The Underrepresented Female Farmer

It is difficult to comprehend or even believe there was a time when women couldn’t vote, hold public office, or contribute their intellect to the socioeconomic or political sphere. Still, these appalling facts are worth digesting for a simple reason: They provide the foundation for hope and restoration, and remind us that change is not only possible, but also inevitable.

For the female farmer in rural Zambia, change is especially crucial. Though a growing number of farmers are female, their male counterparts still largely hold the monopoly on resource acquisition and distribution, decision-making, and large-scale production of crops or animals. The female farmer is relegated to the limited domain of subsistence farming and with the sole expectation that she only farms enough to feed her immediate family. To add to this unbalance, the land she cultivates often doesn’t belong to her, and when it does, she still faces a myriad of hardships common to rural areas such as poor transportation networks, scarcity of water supply, long distances between markets, and lack of effective equipment.

United Nations Women describes women’s economic empowerment as women’s ability to participate equally in existing markets; their access to and control over productive resources, access to decent work, control over their own time, lives and bodies; and increased voice, agency and meaningful participation in economic decision-making at all levels from the household to international institutions. In rural Zambia, all these facets of women’s empowerment are still contentious and largely unrealised. The stronger arms and deeper voices belong to the men, a biological fact that becomes a double-edged metaphor for socioeconomic oppression both in the home and out in the fields. Despite providing for family and by extension the community and society at large, the female farmer is under-represented, poorly supported, marginalised, and overburdened with caregiving responsibilities that rob her of productivity time and proper investment into turning her agricultural activities and ambitions into large-scale ventures.
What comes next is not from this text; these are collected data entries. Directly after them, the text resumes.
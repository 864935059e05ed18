pub(crate) use crate::config::policy::PolicyConfig;
pub(crate) use crate::config::store::{StoreBackend, StoreConfig};
pub(crate) use crate::config::token::TokenConfig;
use confique::Config;

pub mod policy;
pub mod store;
pub mod token;

/// Optional configuration file, read when present in the working directory
const CONFIG_FILE: &str = "consent.toml";

/// Main configuration structure for the consent server
#[derive(Debug, Config, Clone)]
pub struct ServerConfig {
    /// The port the server will listen to (default: 8080)
    #[config(env = "CONSENT_PORT", default = 8080)]
    pub port: u16,

    /// Access token verification
    #[config(nested)]
    pub token: TokenConfig,

    /// Consent store backend
    #[config(nested)]
    pub store: StoreConfig,

    /// Required scopes per route
    #[config(nested)]
    pub policy: PolicyConfig,
}

impl ServerConfig {
    /// Loads the configuration from environment variables, falling back to
    /// `consent.toml` and then to the defaults
    pub fn new() -> Result<Self, confique::Error> {
        Self::builder().env().file(CONFIG_FILE).load()
    }

    #[cfg(test)]
    pub fn for_test(secret: &str) -> Self {
        Self {
            port: 0,
            token: TokenConfig {
                algorithm: "HS256".to_string(),
                secret: Some(secret.to_string()),
                public_key_path: None,
                issuer: None,
                audience: None,
                leeway: 0,
            },
            store: StoreConfig {
                backend: StoreBackend::InMemory,
                redis_url: None,
            },
            policy: PolicyConfig::default_scopes(),
        }
    }
}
Worldwide, rural and urban women alike have societal and cultural expectations placed on them that stifle their personal and economic growth. In his article, “How Culture Affects Our Value of Women,” Forbes council member, Dr. Shawn Andrews, writes, “One student of mine described her 90-year-old Indian grandmother having to cook and clean up after four adult men in the household, even though she had trouble getting around herself. A Mexican student expressed that she was expected to cook all meals and do laundry for her brothers who were never taught these skills. Her brothers were told they didn’t need to learn these skills because “that’s girls’ work.” A Korean student detailed her desire to play sports when she was young and begged her parents over and over, but her parents only allowed piano because that was “more suitable for girls.”

These shocking scenes are an unpleasant reminder that though the world has come a long way in accepting women’s rights and liberties, huge gaps still exist; sometimes as undertones: The casual sexist remark, the subtle manipulations in the form of emotional blackmail or gender-criticism, the insidious pressure on women to fill roles such as ‘wife,’ ‘caregiver,’ or ‘mother’ and be so consumed by them, there is room for little else.

When these gaps don’t exist as undertones, they exist as aggressive overtones. The World Bank describes gender-based violence as a global pandemic that affects one out of three women in their lifetime. The United Nations Educational, Scientific, and Cultural Organization (UNESCO) states, “Of the world’s 774 million illiterate adults, two thirds are women. The share of illiterate women has not changed for the past 20 years. Among the world’s 123 million illiterate youth, 76 million are female. These gender disparities remain persistent, with little change over time.”

The rural woman might not be aware of these dismal statistics, but she lives their reality every day. She is so greatly impacted by gender inequalities and injustices, that her contribution to economic wealth is curtailed by the same system that claims to want to end poverty. Gender gaps cost a country’s economy roughly 15 percent of its GDP. The World Economic Forum also estimates that over 60 percent of all employed women in Sub-Saharan Africa work in agriculture but are largely disempowered. These are the ironies ignored by a society that wants progressive change but is hesitant to fully support the primary driver of that change: The female farmer.